John 10: 1-10
Acts 2: 42-47
For Family of Christ Presbyterian Church, Greeley, CO. May 15, 2011
Now that you’ve heard the Acts’ text, I wonder if any of you are expecting to give you a sermon about how you need to rush out from here and sell all your goods and possessions and give the proceeds to any who have need.
Just go and sell your stuff, get rid of all you own. Why not? Especially if the billboards are to be believed and the world is going to end next Saturday.
Well, you can relax; I’m not here to preach that sermon. There’s really no way to preach that sermon, at least not without a long period of preparation and care, by which time, I imagine, it might be redundant.
As one writer pointed out as I was researching this text, the unheard of level of communal sharing here was not a cause, but rather an effect. It came about as a result of that community's earlier actions. “They devoted themselves to the Apostles’ teaching and fellowship, to the breaking of bread and the prayers”
You can relax, then, about my haranguing you to sell everything you own.
But then, what I am going to talk about might actually make some of us squirm just as much.

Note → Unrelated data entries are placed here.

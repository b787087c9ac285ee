//! Resource and infrastructure criteria that contribute to a suitability
//! score.
//!
//! The set is fixed: every weight configuration and every site carries exactly
//! one value per criterion.
//!
//! # Examples
//! ```
//! use siting_core::Criterion;
//!
//! assert_eq!(Criterion::IndustryProximity.as_str(), "industryProximity");
//! assert_eq!(Criterion::Solar.to_string(), "solar");
//! ```

use thiserror::Error;

/// One of the six dimensions a site is scored against.
#[derive(Debug, Clone, Copy, PartialEq, Eq, Hash, PartialOrd, Ord)]
#[cfg_attr(feature = "serde", derive(serde::Serialize, serde::Deserialize))]
#[cfg_attr(feature = "serde", serde(rename_all = "camelCase"))]
pub enum Criterion {
    /// Solar irradiance potential.
    Solar,
    /// Wind resource potential.
    Wind,
    /// Water availability.
    Water,
    /// Closeness to industrial demand clusters.
    IndustryProximity,
    /// Closeness to a grid connection.
    GridProximity,
    /// Amount of usable land.
    LandAvailability,
}

impl Criterion {
    /// Every criterion in canonical order.
    pub const ALL: [Self; 6] = [
        Self::Solar,
        Self::Wind,
        Self::Water,
        Self::IndustryProximity,
        Self::GridProximity,
        Self::LandAvailability,
    ];

    /// Return the stable camelCase key used in configuration payloads.
    ///
    /// # Examples
    /// ```
    /// use siting_core::Criterion;
    ///
    /// assert_eq!(Criterion::GridProximity.as_str(), "gridProximity");
    /// ```
    #[must_use]
    pub const fn as_str(self) -> &'static str {
        match self {
            Self::Solar => "solar",
            Self::Wind => "wind",
            Self::Water => "water",
            Self::IndustryProximity => "industryProximity",
            Self::GridProximity => "gridProximity",
            Self::LandAvailability => "landAvailability",
        }
    }

    /// Human-readable label for charts and legends.
    #[must_use]
    pub const fn label(self) -> &'static str {
        match self {
            Self::Solar => "Solar",
            Self::Wind => "Wind",
            Self::Water => "Water",
            Self::IndustryProximity => "Industry Proximity",
            Self::GridProximity => "Grid Proximity",
            Self::LandAvailability => "Land Availability",
        }
    }

    /// Chart colour associated with the criterion.
    #[must_use]
    pub const fn color(self) -> &'static str {
        match self {
            Self::Solar => "#f59e0b",
            Self::Wind => "#3b82f6",
            Self::Water => "#0ea5e9",
            Self::IndustryProximity => "#8b5cf6",
            Self::GridProximity => "#10b981",
            Self::LandAvailability => "#84cc16",
        }
    }
}

impl std::fmt::Display for Criterion {
    fn fmt(&self, f: &mut std::fmt::Formatter<'_>) -> std::fmt::Result {
        f.write_str(self.as_str())
    }
}

/// Error returned when parsing an unknown criterion name.
#[derive(Debug, Clone, PartialEq, Eq, Error)]
#[error("unknown criterion '{0}'")]
pub struct CriterionParseError(pub String);

impl std::str::FromStr for Criterion {
    type Err = CriterionParseError;

    /// Parse a criterion, ignoring case, `_` and `-` separators.
    fn from_str(s: &str) -> Result<Self, Self::Err> {
        let folded: String = s
            .chars()
            .filter(|c| !matches!(c, '_' | '-'))
            .flat_map(char::to_lowercase)
            .collect();
        match folded.as_str() {
            "solar" => Ok(Self::Solar),
            "wind" => Ok(Self::Wind),
            "water" => Ok(Self::Water),
            "industryproximity" => Ok(Self::IndustryProximity),
            "gridproximity" => Ok(Self::GridProximity),
            "landavailability" => Ok(Self::LandAvailability),
            _ => Err(CriterionParseError(s.to_owned())),
        }
    }
}
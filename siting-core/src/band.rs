//! Score bands and their display colours.
//!
//! Thresholds are inclusive on the lower bound and evaluated high to low:
//! 90 and above is [`Band::Excellent`], 70 to 89 is [`Band::High`], 40 to 69
//! is [`Band::Medium`], anything lower is [`Band::Low`].
//!
//! # Examples
//! ```
//! use siting_core::{Band, classify};
//!
//! assert_eq!(classify(70).band, Band::High);
//! assert_eq!(classify(69).color, "#ff9933");
//! ```

/// Discrete suitability classification.
#[derive(Debug, Clone, Copy, PartialEq, Eq, Hash, PartialOrd, Ord)]
#[cfg_attr(feature = "serde", derive(serde::Serialize, serde::Deserialize))]
#[cfg_attr(feature = "serde", serde(rename_all = "lowercase"))]
pub enum Band {
    /// Scores below 40.
    Low,
    /// Scores from 40 to 69.
    Medium,
    /// Scores from 70 to 89.
    High,
    /// Scores of 90 and above.
    Excellent,
}

impl Band {
    /// Bands from best to worst.
    pub const ALL: [Self; 4] = [Self::Excellent, Self::High, Self::Medium, Self::Low];

    /// Classify a score.
    #[must_use]
    pub const fn from_score(score: u8) -> Self {
        match score {
            90.. => Self::Excellent,
            70..=89 => Self::High,
            40..=69 => Self::Medium,
            _ => Self::Low,
        }
    }

    /// Display colour for the band.
    #[must_use]
    pub const fn color(self) -> &'static str {
        match self {
            Self::Excellent => "#2c974b",
            Self::High => "#91cf60",
            Self::Medium => "#ff9933",
            Self::Low => "#1f4e79",
        }
    }

    /// Display label.
    #[must_use]
    pub const fn label(self) -> &'static str {
        match self {
            Self::Excellent => "Excellent",
            Self::High => "High",
            Self::Medium => "Medium",
            Self::Low => "Low",
        }
    }

    /// Inclusive score range covered by the band, for legends.
    #[must_use]
    pub const fn range(self) -> std::ops::RangeInclusive<u8> {
        match self {
            Self::Excellent => 90..=100,
            Self::High => 70..=89,
            Self::Medium => 40..=69,
            Self::Low => 0..=39,
        }
    }
}

impl std::fmt::Display for Band {
    fn fmt(&self, f: &mut std::fmt::Formatter<'_>) -> std::fmt::Result {
        f.write_str(self.label())
    }
}

/// A band together with its display colour.
#[derive(Debug, Clone, Copy, PartialEq, Eq)]
#[cfg_attr(feature = "serde", derive(serde::Serialize))]
pub struct Classification {
    /// The band the score falls into.
    pub band: Band,
    /// Colour associated with the band.
    pub color: &'static str,
}

/// Classify a score into a band and colour.
#[must_use]
pub const fn classify(score: u8) -> Classification {
    let band = Band::from_score(score);
    Classification {
        band,
        color: band.color(),
    }
}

I’m going to sneak up on it though, in the hope of luring you in. It can be a touchy subject and many people turn off and turn away just from hearing it named. Especially when they hear it named as something they are going to be asked to do.

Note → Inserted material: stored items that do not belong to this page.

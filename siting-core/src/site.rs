//! Candidate sites and their per-criterion sub-scores.

use geo::Coord;

use crate::Criterion;

/// Per-criterion sub-scores for a site, each nominally in `0.0..=100.0`.
///
/// Values outside the range are tolerated; the score they feed is clamped.
#[derive(Debug, Clone, Copy, PartialEq, Default)]
#[cfg_attr(feature = "serde", derive(serde::Serialize, serde::Deserialize))]
#[cfg_attr(feature = "serde", serde(rename_all = "camelCase"))]
pub struct SubScores {
    /// Solar resource index.
    pub solar_index: f64,
    /// Wind resource index.
    pub wind_index: f64,
    /// Water availability index.
    pub water_index: f64,
    /// Industry proximity index (higher is closer).
    pub industry_proximity: f64,
    /// Grid proximity index (higher is closer).
    pub grid_proximity: f64,
    /// Land availability index.
    pub land_availability: f64,
}

impl SubScores {
    /// Every sub-score set to `value`.
    ///
    /// # Examples
    /// ```
    /// use siting_core::{Criterion, SubScores};
    ///
    /// let scores = SubScores::uniform(100.0);
    /// assert_eq!(scores.get(Criterion::Water), 100.0);
    /// ```
    #[must_use]
    pub const fn uniform(value: f64) -> Self {
        Self {
            solar_index: value,
            wind_index: value,
            water_index: value,
            industry_proximity: value,
            grid_proximity: value,
            land_availability: value,
        }
    }

    /// Return the sub-score for `criterion`.
    #[must_use]
    pub const fn get(&self, criterion: Criterion) -> f64 {
        match criterion {
            Criterion::Solar => self.solar_index,
            Criterion::Wind => self.wind_index,
            Criterion::Water => self.water_index,
            Criterion::IndustryProximity => self.industry_proximity,
            Criterion::GridProximity => self.grid_proximity,
            Criterion::LandAvailability => self.land_availability,
        }
    }
}

/// A candidate site supplied by the caller.
///
/// Coordinates follow the `geo` convention: `x = longitude`, `y = latitude`.
/// The engine only ever reads sites; it derives scores from them without
/// mutation.
///
/// # Examples
/// ```
/// use geo::Coord;
/// use siting_core::{SiteAttributes, SubScores};
///
/// let site = SiteAttributes::new("1", "Jaisalmer Solar Hub", Coord { x: 70.92, y: 26.91 })
///     .with_region("Rajasthan")
///     .with_policy_zone("SEZ")
///     .with_infrastructure(["Solar Plant"])
///     .with_sub_scores(SubScores::uniform(80.0));
///
/// assert_eq!(site.latitude(), 26.91);
/// assert!(site.has_infrastructure());
/// ```
#[derive(Debug, Clone, PartialEq)]
#[cfg_attr(feature = "serde", derive(serde::Serialize, serde::Deserialize))]
#[cfg_attr(feature = "serde", serde(rename_all = "camelCase"))]
pub struct SiteAttributes {
    /// Caller-assigned identifier.
    pub id: String,
    /// Display name.
    pub name: String,
    /// Geospatial position.
    pub location: Coord<f64>,
    /// Administrative region the site belongs to.
    #[cfg_attr(feature = "serde", serde(default))]
    pub region: String,
    /// Policy zone designation, for example `SEZ`.
    #[cfg_attr(feature = "serde", serde(default))]
    pub policy_zone: String,
    /// Tags naming infrastructure already present on or near the site.
    #[cfg_attr(feature = "serde", serde(default))]
    pub existing_infrastructure: Vec<String>,
    /// Per-criterion sub-scores.
    #[cfg_attr(feature = "serde", serde(flatten))]
    pub sub_scores: SubScores,
}

impl SiteAttributes {
    /// Construct a site with empty metadata and zeroed sub-scores.
    #[must_use]
    pub fn new(id: impl Into<String>, name: impl Into<String>, location: Coord<f64>) -> Self {
        Self {
            id: id.into(),
            name: name.into(),
            location,
            region: String::new(),
            policy_zone: String::new(),
            existing_infrastructure: Vec::new(),
            sub_scores: SubScores::default(),
        }
    }

    /// Set the region while returning `self` for chaining.
    #[must_use]
    pub fn with_region(mut self, region: impl Into<String>) -> Self {
        self.region = region.into();
        self
    }

    /// Set the policy zone while returning `self` for chaining.
    #[must_use]
    pub fn with_policy_zone(mut self, zone: impl Into<String>) -> Self {
        self.policy_zone = zone.into();
        self
    }

    /// Replace the infrastructure tags while returning `self` for chaining.
    #[must_use]
    pub fn with_infrastructure<I, S>(mut self, tags: I) -> Self
    where
        I: IntoIterator<Item = S>,
        S: Into<String>,
    {
        self.existing_infrastructure = tags.into_iter().map(Into::into).collect();
        self
    }

    /// Replace the sub-scores while returning `self` for chaining.
    #[must_use]
    pub fn with_sub_scores(mut self, sub_scores: SubScores) -> Self {
        self.sub_scores = sub_scores;
        self
    }

    /// Latitude in degrees.
    #[must_use]
    pub const fn latitude(&self) -> f64 {
        self.location.y
    }

    /// Longitude in degrees.
    #[must_use]
    pub const fn longitude(&self) -> f64 {
        self.location.x
    }

    /// Report whether any infrastructure is recorded for the site.
    #[must_use]
    pub fn has_infrastructure(&self) -> bool {
        !self.existing_infrastructure.is_empty()
    }
}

“That’s something that ministers do, not people like me; ministers have special training, they know how,” they’ll say. Or, “I couldn’t do that; I’d just make things worse.”
Any guesses?
In the Gospel text, Jesus talks about the role of the good shepherd. He goes into the sheepfold, “And the sheep hear his voice. He calls his own sheep by name and leads them out. When he’s brought out all his own, he goes ahead of them, and the sheep follow him because they know his voice.”
Jesus knew all about. . .I’m going to name it now, so brace yourselves. . .Pastoral Care.
There I said it, and no one has bolted for the door.